Don’t make assumptions
Don’t assume anything when drafting or negotiating a contract. Spell out all the key assumptions in the contract. For example, if you’re negotiating an agreement with a marketing firm and you really want a particular person in the firm to work on your account, don’t assume that the firm will assign that person to do your work. If it’s important to you, specify in the contract whom you want to service your account.

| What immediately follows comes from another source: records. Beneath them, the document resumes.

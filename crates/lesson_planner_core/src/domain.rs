//! crates/lesson_planner_core/src/domain.rs
//!
//! Defines the pure, core data structures for the application.
//! These structs are independent of any transport or serialization format.

/// The literal marker the model is instructed to place between the two
/// generated documents (PPM and LKPD).
pub const DOCUMENT_SEPARATOR: &str = "<!-- BATAS_DOKUMEN -->";

/// The lesson-planning metadata a teacher fills in before generating.
///
/// `subject`, `topic` and `grade` are required; the rest are optional and
/// rendered as `-` in the prompt when absent.
#[derive(Debug, Clone, Default, PartialEq, Eq)]
pub struct LessonParams {
    pub subject: String,
    pub topic: String,
    pub grade: String,
    pub integration: Option<String>,
    pub author: Option<String>,
    pub school: Option<String>,
    pub duration: Option<String>,
}

impl LessonParams {
    /// Returns true when every required field is non-empty (after trimming).
    pub fn has_required_fields(&self) -> bool {
        !self.subject.trim().is_empty()
            && !self.topic.trim().is_empty()
            && !self.grade.trim().is_empty()
    }
}

/// The submission lifecycle of a generation request.
///
/// Transitions are strictly Idle→Loading→{Success,Error}, and
/// Success/Error→Loading on resubmission. There are no intermediate states.
#[derive(Debug, Clone, Copy, PartialEq, Eq, Default)]
pub enum GenerationStatus {
    #[default]
    Idle,
    Loading,
    Success,
    Error,
}

/// Which of the two generated documents is the current print target.
#[derive(Debug, Clone, Copy, PartialEq, Eq)]
pub enum PrintSection {
    /// Tahap 1: the lesson module (Modul Ajar / RPP).
    Ppm,
    /// Tahap 2: the student worksheet (LKPD) and supporting material.
    Lkpd,
}

/// A single generated text blob, conceptually two documents joined by
/// [`DOCUMENT_SEPARATOR`].
#[derive(Debug, Clone, PartialEq, Eq)]
pub struct GeneratedDocument {
    raw: String,
}

/// The two logical documents as presented to the user. `secondary` is absent
/// when the separator never occurred in the generated text.
#[derive(Debug, Clone, PartialEq, Eq)]
pub struct DocumentParts {
    pub primary: String,
    pub secondary: Option<String>,
}

impl GeneratedDocument {
    pub fn new(raw: impl Into<String>) -> Self {
        Self { raw: raw.into() }
    }

    /// The unmodified generated text.
    pub fn raw(&self) -> &str {
        &self.raw
    }

    /// Splits the raw text on the first occurrence of the separator.
    ///
    /// The split is exact: when the separator occurs exactly once, rejoining
    /// the two parts with the separator reconstructs the original text.
    pub fn split(&self) -> (&str, Option<&str>) {
        match self.raw.split_once(DOCUMENT_SEPARATOR) {
            Some((primary, secondary)) => (primary, Some(secondary)),
            None => (self.raw.as_str(), None),
        }
    }

    /// The presentation view of the split: identical to [`Self::split`]
    /// except that the single newline ending the separator marker line is
    /// not carried into the secondary part.
    pub fn parts(&self) -> DocumentParts {
        let (primary, secondary) = self.split();
        DocumentParts {
            primary: primary.to_string(),
            secondary: secondary
                .map(|s| s.strip_prefix('\n').unwrap_or(s).to_string()),
        }
    }
}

Pay attention to “boilerplate”
Boilerplate refers to the standardized, formal language in a contract that is often located at the end of the contract. Boilerplate provisions affect your legal rights and are binding when you sign the contract even if you don’t read them. Be sure you read and understand these provisions, and negotiate them if you don’t like what they say. Examples of boilerplate provisions are (a) requiring the loser in a lawsuit to pay the other party’s legal fees, (b) requiring a lawsuit to occur in a selected state (which may be far from where you are), (c) prohibiting transfer or assignment of the agreement, (d) specifying which state’s law controls the interpretation of the agreement, and (e) requiring arbitration.
Understand your business
Translating your business deal into a contract requires a good knowledge of the customs and nuances of your business. If you don’t already have an intimate knowledge of how your business works and how deals are structured, talk to others who have done similar deals. If you don’t know what’s customary in your industry, you may not end up with the best contract. Once you have the deal you want, remember to monitor how the actual deal works in operation and whether it’s consistent with the contract. Every company should have a key person or team who monitors the actual implementation of contracts, especially multiyear contracts in which, over time, the actual practice may begin to vary from the contract terms.